As a person afraid of anything sharp and pointy- needles, knives, razors, etc.- I never dreamed of cutting. But soon enough I found myself self-injuring in another way- scratching. It started out that I would just get so frustrated in my hysteria that I would scratch at myself just to feel some kind of release. Later on, that wasn’t enough. So I’d bite a fingernail into a sharp point and dig it into my wrist, making swift vertical slits.
The pain would be intense enough for me to silence the obsessive depressive thoughts that had taken over my mind. Instead I could just focus on the physical pain. I found myself starting to calm down. I’d wipe away the blood, and cover up the scars by wearing long-sleeved shirts.
At the time, I didn’t know that scratching was a common form of self-injury. I thought I was crazy. But eventually, when my depression and anxiety became more severe, I got the help I needed. It took therapy and a few tries with different types of medications, but eventually, I found relief. And that’s when I started thinking about other people who self-injured. Though my behavior was definitely self-destructive, I knew that other people were far worse off than I was. Scratching to the point of drawing blood is unhealthy, but then there’s cutting.
The thing that concerns me most about cutting is that it’s so dangerous. People rarely self-injure with the intent of suicide. And though a lot of people think that cutters hurt themselves for attention, this is rarely the case. It’s a coping mechanism. Like how I used scratching to distract from my emotional pain, cutters cut themselves to release emotional tension and anxiety.
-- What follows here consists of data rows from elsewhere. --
use core::cell::Cell;

use critical_section::Mutex;

/// A cell holding a `Copy` value which can be shared between threads
///
/// Every access happens inside a critical section, so it is only suitable for small values which
/// are read or replaced as a whole.
#[derive(Debug)]
pub struct AtomicCell<T: Copy> {
    inner: Mutex<Cell<T>>,
}

impl<T: Copy> AtomicCell<T> {
    /// Create a new AtomicCell holding `value`
    pub const fn new(value: T) -> Self {
        Self {
            inner: Mutex::new(Cell::new(value)),
        }
    }

    /// Read the current value
    pub fn load(&self) -> T {
        critical_section::with(|cs| self.inner.borrow(cs).get())
    }

    /// Replace the current value
    pub fn store(&self, value: T) {
        critical_section::with(|cs| self.inner.borrow(cs).set(value))
    }

    /// Replace the current value, returning the previous one
    pub fn swap(&self, value: T) -> T {
        critical_section::with(|cs| self.inner.borrow(cs).replace(value))
    }

    /// Apply `f` to the current value and store the result, returning the new value
    pub fn update(&self, f: impl FnOnce(T) -> T) -> T {
        critical_section::with(|cs| {
            let cell = self.inner.borrow(cs);
            let new = f(cell.get());
            cell.set(new);
            new
        })
    }
}

impl<T: Copy + Default> AtomicCell<T> {
    /// Read the current value, leaving the default value in its place
    pub fn take(&self) -> T {
        self.swap(T::default())
    }
}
But what a lot of cutters don’t know is that they can easily kill themselves without even trying. All it takes is one cut that goes just a little too deep, in just the right spot, and the person can die. It’s inexcusable that so many teenagers don’t know this about cutting. It should be something that is taught in health classes when topics about depression and self-injury are brought up. But what’s worse is when teens do know that they can die from it, but just don’t care. Teens should be getting help before they ever reach this point.
Teenagers all over the country are affected by anxiety and depression, and far too many take out their pains on themselves. Self-injury comes in many forms: scratching, cutting, pulling out hair, and even burning one’s skin. The release felt from hurting oneself can be addicting, and can escalate into more severe forms of self-harm.
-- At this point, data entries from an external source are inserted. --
impl PdoContainer {
    /// Create an empty container
    ///
    /// The class sets the capacity: 64 bits for CAN, 256 bits for EtherCAT.
    pub fn new(direction: PdoDirection, class: NetworkClass) -> Self {
        Self {
            direction,
            class,
            address: None,
            transmission_type: TransmissionType::default(),
            verify_fixed_mapping: true,
            vars: heapless::Vec::new(),
            used_bits: 0,
            hook: None,
            owner: None,
            state: AtomicCell::new(PdoState::Unbound),
            buffered_frame: AtomicCell::new(None),
            sync_count: AtomicCell::new(0),
            acyclic_pending: AtomicCell::new(false),
            received_count: AtomicCell::new(0),
        }
    }

    /// Create an outgoing container (an RPDO of the device)
    pub fn outgoing(class: NetworkClass) -> Self {
        Self::new(PdoDirection::Outgoing, class)
    }

    /// Create an incoming container (a TPDO of the device)
    pub fn incoming(class: NetworkClass) -> Self {
        Self::new(PdoDirection::Incoming, class)
    }

    /// Assign the network address
    ///
    /// Two active containers with the same address on one network are not detected as an error;
    /// the last one sent wins on the wire.
    pub fn init(&mut self, address: PdoAddress) -> Result<(), ConfigError> {
        if !address.matches_class(self.class) {
            return Err(ConfigError::AddressClassMismatch {
                address,
                class: self.class,
            });
        }
        self.address = Some(address);
        Ok(())
    }

    /// Append a variable
    ///
    /// The variable is placed at the next free byte. Fails with
    /// [`ConfigError::CapacityExceeded`] if it does not fit, and with
    /// [`ConfigError::AlreadyMapped`] if it belongs to another container.
    pub fn add_var(&mut self, var: impl Into<DynVar>) -> Result<(), ConfigError> {
        let var = var.into();
        let mapping = var.mapping();
        let capacity = self.class.capacity_bits();
        let needed = mapping.size as usize;
        if self.used_bits + needed > capacity || self.vars.is_full() {
            return Err(ConfigError::CapacityExceeded {
                index: mapping.index,
                sub: mapping.sub,
                needed,
                available: capacity - self.used_bits,
                capacity,
            });
        }
        var.slot().claim(self.used_bits / 8)?;
        self.used_bits += needed;
        // Cannot fail, fullness was checked above
        let _ = self.vars.push(var);
        Ok(())
    }

    /// Set when the PDO is transmitted (or expected)
    ///
    /// `Cyclic(n)` is clamped to the CANopen range 1..=240: `Cyclic(0)` behaves as `Cyclic(1)`.
    pub fn set_type(&mut self, transmission_type: TransmissionType) {
        self.transmission_type = match transmission_type {
            TransmissionType::Cyclic(n) => TransmissionType::Cyclic(n.clamp(1, 240)),
            other => other,
        };
    }

    /// Enable or disable the comparison against the device's fixed mapping when binding
    ///
    /// Enabled by default. Devices with mixed width, non byte aligned fixed mappings must disable
    /// it, as their packed words cannot be compared entry by entry.
    pub fn set_verify_fixed_mapping(&mut self, verify: bool) {
        self.verify_fixed_mapping = verify;
    }

    /// Install the receive hook of an incoming container
    pub fn set_received(&mut self, hook: impl ReceiveHook + 'static) -> Result<(), ConfigError> {
        if self.direction != PdoDirection::Incoming {
            return Err(ConfigError::WrongDirection {
                direction: self.direction,
            });
        }
        self.hook = Some(Box::new(hook));
        Ok(())
    }

    /// Build a container and its variables from a configuration entry
    ///
    /// Byte aligned objects get one variable each. Runs of sub-byte objects are grouped into
    /// 16-bit words, each mapped as one variable; use [`ConfiguredPdo::field`] to reach the bits.
    pub fn from_config(
        direction: PdoDirection,
        class: NetworkClass,
        node: NodeAddress,
        slot: u8,
        config: &PdoDefaultConfig,
    ) -> Result<ConfiguredPdo, ConfigError> {
        let mut container = PdoContainer::new(direction, class);
        let address = config
            .address(node, direction, slot)
            .context(InvalidAddressSnafu {
                node,
                direction,
                slot,
            })?;
        container.init(address)?;
        container.set_type(config.transmission_type);
        container.set_verify_fixed_mapping(config.verify_fixed_mapping);

        let groups = group_mappings(&config.mappings)?;
        let mut vars = Vec::with_capacity(groups.len());
        for group in &groups {
            let var = DynVar::from_mapping(&group.word_mapping())?;
            container.add_var(&var)?;
            vars.push(var);
        }
        Ok(ConfiguredPdo {
            container,
            vars,
            groups,
        })
    }

    /// Direction of the PDO
    pub fn direction(&self) -> PdoDirection {
        self.direction
    }

    /// The network class the PDO was created for
    pub fn class(&self) -> NetworkClass {
        self.class
    }

    /// The network address, once assigned
    pub fn address(&self) -> Option<PdoAddress> {
        self.address
    }

    /// The transmission type
    pub fn transmission_type(&self) -> TransmissionType {
        self.transmission_type
    }

    /// Whether the fixed mapping is verified when binding
    pub fn verify_fixed_mapping(&self) -> bool {
        self.verify_fixed_mapping
    }

    /// Current lifecycle state
    pub fn state(&self) -> PdoState {
        self.state.load()
    }

    /// The node and slot the PDO is bound to
    pub fn owner(&self) -> Option<(NodeAddress, u8)> {
        self.owner
    }

    /// The mapped variables, in wire order
    pub fn vars(&self) -> &[DynVar] {
        &self.vars
    }

    /// The mapping entries of all variables, in wire order
    ///
    /// This is the list to program into the device's mapping parameter objects.
    pub fn mappings(&self) -> Vec<PdoMapping> {
        self.vars.iter().map(|v| v.mapping()).collect()
    }

    /// Number of mapped bits
    pub fn used_bits(&self) -> usize {
        self.used_bits
    }

    /// Payload length in bytes
    pub fn len_bytes(&self) -> usize {
        self.used_bits.div_ceil(8)
    }

    /// Number of datagrams decoded since the container was activated
    pub fn received_count(&self) -> u32 {
        self.received_count.load()
    }

    /// Write the current value of every variable into `buf`
    ///
    /// Returns the number of payload bytes. Variables which do not fit into `buf` are skipped.
    pub fn encode(&self, buf: &mut [u8]) -> usize {
        let len = self.len_bytes().min(buf.len());
        buf[..len].fill(0);
        for var in &self.vars {
            var.slot().encode(&mut buf[..len]);
        }
        len
    }

    /// Update the variables from a received payload
    ///
    /// A short payload updates only the variables it fully contains. Returns the number of
    /// variables updated.
    pub fn decode(&self, data: &[u8]) -> usize {
        self.vars
            .iter()
            .filter(|var| var.slot().decode(data))
            .count()
    }

    /// Send the PDO with the current variable values
    ///
    /// Only valid on outgoing containers in the [`PdoState::Active`] state. SyncAcyclic
    /// containers are queued for the next tick instead of sent immediately.
    ///
    /// The network is acquired for the duration of the call; if it has been closed or dropped
    /// this returns [`TransmitError::NetworkUnavailable`].
    pub fn transmit(&self, network: &NetworkRef) -> Result<(), TransmitError> {
        if self.direction != PdoDirection::Outgoing {
            return Err(TransmitError::WrongDirection);
        }
        let guard = network
            .acquire()
            .ok_or(TransmitError::NetworkUnavailable)?;
        let state = self.state();
        if state != PdoState::Active {
            return Err(TransmitError::NotActive { state });
        }
        if self.transmission_type == TransmissionType::SyncAcyclic {
            self.acyclic_pending.store(true);
            return Ok(());
        }
        match self.frame() {
            Some(frame) => guard.send(&frame).context(SendSnafu),
            None => Err(TransmitError::NotActive { state }),
        }
    }

    /// Encode the PDO into a frame, if it has an address
    pub(crate) fn frame(&self) -> Option<PdoFrame> {
        let address = self.address?;
        let mut buf = [0u8; MAX_PDO_BYTES];
        let len = self.encode(&mut buf);
        PdoFrame::new(address, &buf[..len]).ok()
    }

    pub(crate) fn set_owner(&mut self, node: NodeAddress, slot: u8) {
        self.owner = Some((node, slot));
    }

    /// Change state, resetting the cycle bookkeeping when becoming active
    ///
    /// Called with the registry lock held.
    pub(crate) fn set_state(&self, state: PdoState) {
        if state == PdoState::Active && self.state() != PdoState::Active {
            self.sync_count.store(0);
            self.acyclic_pending.store(false);
            self.buffered_frame.store(None);
            self.received_count.store(0);
        }
        self.state.store(state);
    }

    /// Keep an incoming frame until the dispatch thread decodes it
    ///
    /// Returns true if an older, undecoded frame was replaced.
    pub(crate) fn buffer_frame(&self, frame: PdoFrame) -> bool {
        self.buffered_frame.swap(Some(frame)).is_some()
    }

    /// Decode the buffered frame, if any, and run the receive hook
    ///
    /// Returns Some(false) if the hook panicked, Some(true) if a frame was processed.
    pub(crate) fn process_received(&self) -> Option<bool> {
        let frame = self.buffered_frame.take()?;
        self.decode(frame.data());
        self.received_count.update(|n| n.wrapping_add(1));
        let Some(hook) = &self.hook else {
            return Some(true);
        };
        match catch_unwind(AssertUnwindSafe(|| hook.received(self))) {
            Ok(()) => Some(true),
            Err(_) => {
                error!(
                    "Receive hook of {:?} panicked, continuing with the next PDO",
                    self.address
                );
                Some(false)
            }
        }
    }

    /// Advance the cycle counter; true if an outgoing transmission is due this tick
    pub(crate) fn tick_due(&self) -> bool {
        match self.transmission_type {
            TransmissionType::Cyclic(n) => {
                let count = self.sync_count.load().saturating_add(1);
                if count >= n {
                    self.sync_count.store(0);
                    true
                } else {
                    self.sync_count.store(count);
                    false
                }
            }
            TransmissionType::SyncAcyclic => self.acyclic_pending.swap(false),
            TransmissionType::Event | TransmissionType::OnRequest => false,
        }
    }

    pub(crate) fn is_active(&self, direction: PdoDirection) -> bool {
        self.direction == direction && self.state() == PdoState::Active
    }
}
The thing about self-injury is that though it may allow people to feel temporary relief, it is not a long-term solution to any problem. Teens who feel badly enough to hurt themselves need more help than self-injuring can provide. The most important thing is recognizing that it’s okay to ask for help. I believe that anyone who knows a self-injurer should urge them to talk to somebody. Therapy can seem intimidating, but it is a necessary step to take on the road to recovery.
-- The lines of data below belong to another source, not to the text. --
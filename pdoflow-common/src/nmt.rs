//! Network states of a device
//!
//! CANopen devices move through the NMT states, EtherCAT devices through the ESM states. Both
//! state machines share the property pdoflow cares about: process data is only exchanged while
//! the device is operational.

/// Possible network states for a node
#[derive(Copy, Clone, Debug, PartialEq, Eq)]
#[cfg_attr(feature = "defmt", derive(defmt::Format))]
#[repr(u8)]
pub enum NetworkState {
    /// Initialising (CANopen boot-up, EtherCAT INIT)
    ///
    /// A CANopen node never remains in this state, as all nodes should transition automatically
    /// into PreOperational
    Init = 0,
    /// Node has been stopped
    Stopped = 4,
    /// Normal operational state
    Operational = 5,
    /// EtherCAT SAFE-OP: inputs are exchanged, outputs are held in a safe state
    SafeOperational = 6,
    /// Node is awaiting command to enter operation
    PreOperational = 127,
}

impl NetworkState {
    /// True when PDOs are exchanged in this state
    pub fn is_operational(&self) -> bool {
        *self == NetworkState::Operational
    }
}

impl core::fmt::Display for NetworkState {
    fn fmt(&self, f: &mut core::fmt::Formatter<'_>) -> core::fmt::Result {
        match self {
            NetworkState::Init => write!(f, "Init"),
            NetworkState::Stopped => write!(f, "Stopped"),
            NetworkState::Operational => write!(f, "Operational"),
            NetworkState::SafeOperational => write!(f, "SafeOperational"),
            NetworkState::PreOperational => write!(f, "PreOperational"),
        }
    }
}

#[derive(Clone, Copy, Debug, PartialEq, Eq)]
/// An error for [`NetworkState::try_from()`]
pub struct InvalidNetworkStateError(pub u8);

impl core::fmt::Display for InvalidNetworkStateError {
    fn fmt(&self, f: &mut core::fmt::Formatter<'_>) -> core::fmt::Result {
        write!(f, "Invalid network state {}", self.0)
    }
}

impl core::error::Error for InvalidNetworkStateError {}

impl TryFrom<u8> for NetworkState {
    type Error = InvalidNetworkStateError;

    /// Convert a raw heartbeat state value
    ///
    /// Fails with InvalidNetworkStateError if value is not a valid state
    fn try_from(value: u8) -> Result<Self, Self::Error> {
        use NetworkState::*;
        match value {
            x if x == Init as u8 => Ok(Init),
            x if x == Stopped as u8 => Ok(Stopped),
            x if x == Operational as u8 => Ok(Operational),
            x if x == SafeOperational as u8 => Ok(SafeOperational),
            x if x == PreOperational as u8 => Ok(PreOperational),
            _ => Err(InvalidNetworkStateError(value)),
        }
    }
}

#[cfg(test)]
mod tests {
    use super::*;

    #[test]
    fn test_state_from_raw() {
        assert_eq!(Ok(NetworkState::Operational), NetworkState::try_from(5));
        assert_eq!(Ok(NetworkState::PreOperational), NetworkState::try_from(127));
        assert_eq!(Err(InvalidNetworkStateError(9)), NetworkState::try_from(9));
        assert!(!NetworkState::SafeOperational.is_operational());
    }
}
I cannot describe the relief I felt when I no longer relied on making myself bleed to feel better. It is my point of view that more resources be available to self-injurious teenagers. Everyone should have access to the help and education that can help them recover. More information should be provided to teens about the dangers of cutting, and the futility of self-injury. My journey with self-harm ended with recovery, but not everybody’s story ends that way. It’s imperative for this generation of teens to be well-informed about self-injury, and to be provided with all of the resources that can offer both prevention and treatment.